I now use it for everything from NES to PSX (and handhelds up to GBA) since it offers accuracy based cores and better features than the standalone versions of those emulators. I still use MAME for arcade stuff since that's more accurate and supports more games than the FBA core.

It's available on damn near every OS and portable device too which is a huge plus. On Windows it's a little different than other emulators to initially set up so I'd recommend looking at this guide which goes over how to get cores and such. This skeleton config is helpful for looking up advanced options you can add to your cfg file that might not be exposed by the UI. For the easiest launching setup I use it with HyperSpin to load a different config depending on which system I'm launching. It's supposed to work well using XBMC using advanced launcher as well.
 

Tain

Member
Glancing at the source, Hard Sync Frames on RetroArch seems to be independent of the PC's vsync, and vsync seems to be done the usual way. Doesn't sound like it would be any less laggy than the other emulators, but maybe I'm not understanding what it does.
 

Awakened

Member
Glancing at the source, Hard Sync Frames on RetroArch seems to be independent of the PC's vsync, and vsync seems to be done the usual way. Doesn't sound like it would be any less laggy than the other emulators, but maybe I'm not understanding what it does.
There's some detail on the same page that explains dynamic rate control:
There have been cases reported on excessive input lag in Windows for some users. It's not really input latency, but video driver latency. Some video drivers tend to buffer way too much in the name of increased performance. This problem is explained by Carmack here.

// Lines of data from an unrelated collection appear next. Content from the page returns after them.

//! Repository for CRUD operations on thoughts and tags

use std::path::Path;
use std::time::Duration;

use chrono::{DateTime, SecondsFormat, Utc};
use rusqlite::{params, OptionalExtension};

use super::schema::{Schema, SCHEMA_VERSION};
use crate::error::{Result, StoreError};
use crate::model::{
    normalize_tag_name, Tag, TagId, TagUsage, Thought, ThoughtId, UserId, MAX_TAG_BYTES,
};

const SELECT_THOUGHT: &str = "SELECT th.id, th.owner_id, th.text, th.image_path, th.created_at, tg.id, tg.name \
     FROM thoughts th LEFT JOIN tags tg ON tg.id = th.tag_id";

/// Synchronous SQLite repository.
///
/// Every mutating method runs as a single transaction.
pub struct Repository {
    conn: rusqlite::Connection,
}

impl Repository {
    /// Open (or create) a repository at the given database path
    pub fn new(path: impl AsRef<Path>) -> Result<Self> {
        let conn = rusqlite::Connection::open(path)?;
        conn.busy_timeout(Duration::from_secs(5))?;
        Self::with_connection(conn)
    }

    /// Create an in-memory repository (for testing)
    pub fn in_memory() -> Result<Self> {
        let conn = rusqlite::Connection::open_in_memory()?;
        Self::with_connection(conn)
    }

    fn with_connection(conn: rusqlite::Connection) -> Result<Self> {
        conn.execute_batch("PRAGMA foreign_keys = ON;")?;
        let repo = Self { conn };
        repo.initialize()?;
        Ok(repo)
    }

    /// Initialize the database schema
    fn initialize(&self) -> Result<()> {
        let current_version = self.get_schema_version().unwrap_or(0);

        if current_version == 0 {
            self.conn.execute_batch(Schema::create_tables())?;
            self.set_schema_version(SCHEMA_VERSION)?;
        } else if current_version != SCHEMA_VERSION {
            return Err(StoreError::SchemaVersionMismatch {
                expected: SCHEMA_VERSION,
                actual: current_version,
            }
            .into());
        }

        Ok(())
    }

    fn get_schema_version(&self) -> Option<u32> {
        self.conn
            .query_row(
                "SELECT version FROM schema_version ORDER BY version DESC LIMIT 1",
                [],
                |row| row.get(0),
            )
            .ok()
    }

    fn set_schema_version(&self, version: u32) -> Result<()> {
        self.conn
            .execute("INSERT INTO schema_version (version) VALUES (?1)", [version])?;
        Ok(())
    }

    // ==================== Tag Operations ====================

    /// Insert a tag if its normalized name is new, returning the id either way
    pub fn create_tag(&self, name: &str) -> Result<TagId> {
        let name = normalize_tag_name(name)
            .ok_or_else(|| StoreError::Validation("tag name is empty".to_string()))?;
        if name.len() > MAX_TAG_BYTES {
            return Err(StoreError::TagTooLong {
                max_bytes: MAX_TAG_BYTES,
            }
            .into());
        }

        let tx = self.conn.unchecked_transaction()?;
        tx.execute(
            "INSERT INTO tags (name) VALUES (?1) ON CONFLICT(name) DO NOTHING",
            [&name],
        )?;
        let id: i64 = tx.query_row("SELECT id FROM tags WHERE name = ?1", [&name], |row| {
            row.get(0)
        })?;
        tx.commit()?;

        Ok(TagId(id))
    }

    /// Get all tags, ordered by name
    pub fn list_tags(&self) -> Result<Vec<Tag>> {
        let mut stmt = self
            .conn
            .prepare("SELECT id, name FROM tags ORDER BY name ASC")?;

        let tags = stmt
            .query_map([], |row| {
                Ok(Tag {
                    id: TagId(row.get(0)?),
                    name: row.get(1)?,
                })
            })?
            .collect::<std::result::Result<Vec<_>, _>>()?;

        Ok(tags)
    }

    /// Tags with the number of thoughts referencing them, most used first
    pub fn tag_usage_counts(&self) -> Result<Vec<TagUsage>> {
        let mut stmt = self.conn.prepare(
            r#"
            SELECT tg.id, tg.name, COUNT(th.id) AS usage_count
            FROM tags tg
            LEFT JOIN thoughts th ON th.tag_id = tg.id
            GROUP BY tg.id, tg.name
            ORDER BY usage_count DESC, tg.name ASC
            "#,
        )?;

        let usage = stmt
            .query_map([], |row| {
                let count: i64 = row.get(2)?;
                Ok(TagUsage {
                    tag: Tag {
                        id: TagId(row.get(0)?),
                        name: row.get(1)?,
                    },
                    count: count.max(0) as u64,
                })
            })?
            .collect::<std::result::Result<Vec<_>, _>>()?;

        Ok(usage)
    }

    // ==================== Thought Operations ====================

    /// Save a new untagged thought stamped with the current time
    pub fn create_thought(
        &self,
        owner_id: UserId,
        text: &str,
        image_path: Option<&str>,
    ) -> Result<ThoughtId> {
        self.insert_thought(owner_id, text, image_path, Utc::now())
    }

    /// Save a new untagged thought with an explicit creation time
    pub fn insert_thought(
        &self,
        owner_id: UserId,
        text: &str,
        image_path: Option<&str>,
        created_at: DateTime<Utc>,
    ) -> Result<ThoughtId> {
        if text.trim().is_empty() {
            return Err(StoreError::Validation("thought text is empty".to_string()).into());
        }

        let tx = self.conn.unchecked_transaction()?;
        tx.execute(
            "INSERT INTO thoughts (owner_id, text, tag_id, image_path, created_at) VALUES (?1, ?2, NULL, ?3, ?4)",
            params![
                owner_id.0,
                text,
                image_path,
                created_at.to_rfc3339_opts(SecondsFormat::Micros, true),
            ],
        )?;
        let id = tx.last_insert_rowid();
        tx.commit()?;

        Ok(ThoughtId(id))
    }

    /// Get a thought by id
    pub fn get_thought(&self, id: ThoughtId) -> Result<Option<Thought>> {
        let sql = format!("{SELECT_THOUGHT} WHERE th.id = ?1");
        let thought = self
            .conn
            .query_row(&sql, [id.0], Self::row_to_thought)
            .optional()?;
        Ok(thought)
    }

    /// All thoughts, most recent first
    pub fn list_thoughts(&self) -> Result<Vec<Thought>> {
        let sql = format!("{SELECT_THOUGHT} ORDER BY th.created_at DESC, th.id DESC");
        let mut stmt = self.conn.prepare(&sql)?;

        let thoughts = stmt
            .query_map([], Self::row_to_thought)?
            .collect::<std::result::Result<Vec<_>, _>>()?;

        Ok(thoughts)
    }

    /// Thoughts carrying the given tag, most recent first
    pub fn list_thoughts_by_tag(&self, tag_name: &str) -> Result<Vec<Thought>> {
        let Some(name) = normalize_tag_name(tag_name) else {
            return Ok(Vec::new());
        };

        let sql = format!(
            "{SELECT_THOUGHT} WHERE tg.name = ?1 ORDER BY th.created_at DESC, th.id DESC"
        );
        let mut stmt = self.conn.prepare(&sql)?;

        let thoughts = stmt
            .query_map([&name], Self::row_to_thought)?
            .collect::<std::result::Result<Vec<_>, _>>()?;

        Ok(thoughts)
    }

    /// Point a thought at a tag
    pub fn set_thought_tag(&self, thought_id: ThoughtId, tag_id: TagId) -> Result<()> {
        let tx = self.conn.unchecked_transaction()?;

        let tag_exists = tx
            .query_row("SELECT 1 FROM tags WHERE id = ?1", [tag_id.0], |_| Ok(()))
            .optional()?
            .is_some();
        if !tag_exists {
            return Err(StoreError::NotFound(format!("tag {tag_id}")).into());
        }

        let updated = tx.execute(
            "UPDATE thoughts SET tag_id = ?1 WHERE id = ?2",
            params![tag_id.0, thought_id.0],
        )?;
        if updated == 0 {
            return Err(StoreError::NotFound(format!("thought {thought_id}")).into());
        }

        tx.commit()?;
        Ok(())
    }

    /// Replace a thought's text
    pub fn update_thought_text(&self, thought_id: ThoughtId, text: &str) -> Result<()> {
        if text.trim().is_empty() {
            return Err(StoreError::Validation("thought text is empty".to_string()).into());
        }

        let updated = self.conn.execute(
            "UPDATE thoughts SET text = ?1 WHERE id = ?2",
            params![text, thought_id.0],
        )?;
        if updated == 0 {
            return Err(StoreError::NotFound(format!("thought {thought_id}")).into());
        }

        Ok(())
    }

    /// Delete a thought. Deleting a missing id is not an error.
    pub fn delete_thought(&self, thought_id: ThoughtId) -> Result<()> {
        self.conn
            .execute("DELETE FROM thoughts WHERE id = ?1", [thought_id.0])?;
        Ok(())
    }

    fn row_to_thought(row: &rusqlite::Row) -> rusqlite::Result<Thought> {
        let created_at_str: String = row.get(4)?;
        let created_at = DateTime::parse_from_rfc3339(&created_at_str)
            .map_err(|e| {
                rusqlite::Error::FromSqlConversionFailure(4, rusqlite::types::Type::Text, Box::new(e))
            })?
            .with_timezone(&Utc);

        let tag_id: Option<i64> = row.get(5)?;
        let tag_name: Option<String> = row.get(6)?;
        let tag = match (tag_id, tag_name) {
            (Some(id), Some(name)) => Some(Tag { id: TagId(id), name }),
            _ => None,
        };

        Ok(Thought {
            id: ThoughtId(row.get(0)?),
            owner_id: UserId(row.get(1)?),
            text: row.get(2)?,
            image_path: row.get(3)?,
            created_at,
            tag,
        })
    }
}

RetroArch recently got an option to use a swap/fence sync method in OpenGL driver, which is reported to greatly lower input latency (thread). To enable it, set video_hard_sync = true in config. To ensure that this sync method is actually used, make sure that you see this in the log:

RetroArch: Querying GL extension: ARB_sync => exists
RetroArch: [GL]: Using ARB_sync to reduce latency.
Do note that this sync method can greatly reduce performance, and can turn smooth 60 fps into crawling 30 fps if there was not enough headroom in the performance.

If you use KMS mode, using video_hard_sync won't help as it already does something like this.
Basically it helps for users on Windows with certain video drivers. This was the original thread I started on their forums where eventually maister added the hard sync option which reduced lag considerably on my setup (GTX 570 on Win7 with latest official NVidia Drivers). I don't have any AMD cards to test to see if it helps on those.
 

Undubbed

Member
Any links on how you start such a project?

There are none as far as I know. Just gotta look at (user created)documentation for the NES.

First start with loading the ROM into memory and then emulate the CPU instructions layed out on the "Program" portion of the ROM.

I got all my info from nesdev.com.
 

big_z

Member
Have you tried using GBATA's SRAM patcher on it?

Ill give that a go a little later. I've tried the English patched rom and what was claimed to be an untouched Japanese rom and neither would save the game with bsnes/higan.
 

Orayn

Member
There are filters for most emulators to enable people to make the picture look awful.

Scanlines can easily be argued against from a quality perspective. The other differences between a raw, pixelated image and a game as it appears on a CRT are not so cut and dry.

1LLpZbg.png


NcPEkjH.png
 

Sophia

Member
RetroArch is the answer to all of these, since it has far more options than using BSNES via Higan.....

Glad to see RetroArch is mentioned. The UI for it isn't perfect by any means, but it basically has all the benefits of using Higan with none of Byuu's awkward ROM silliness.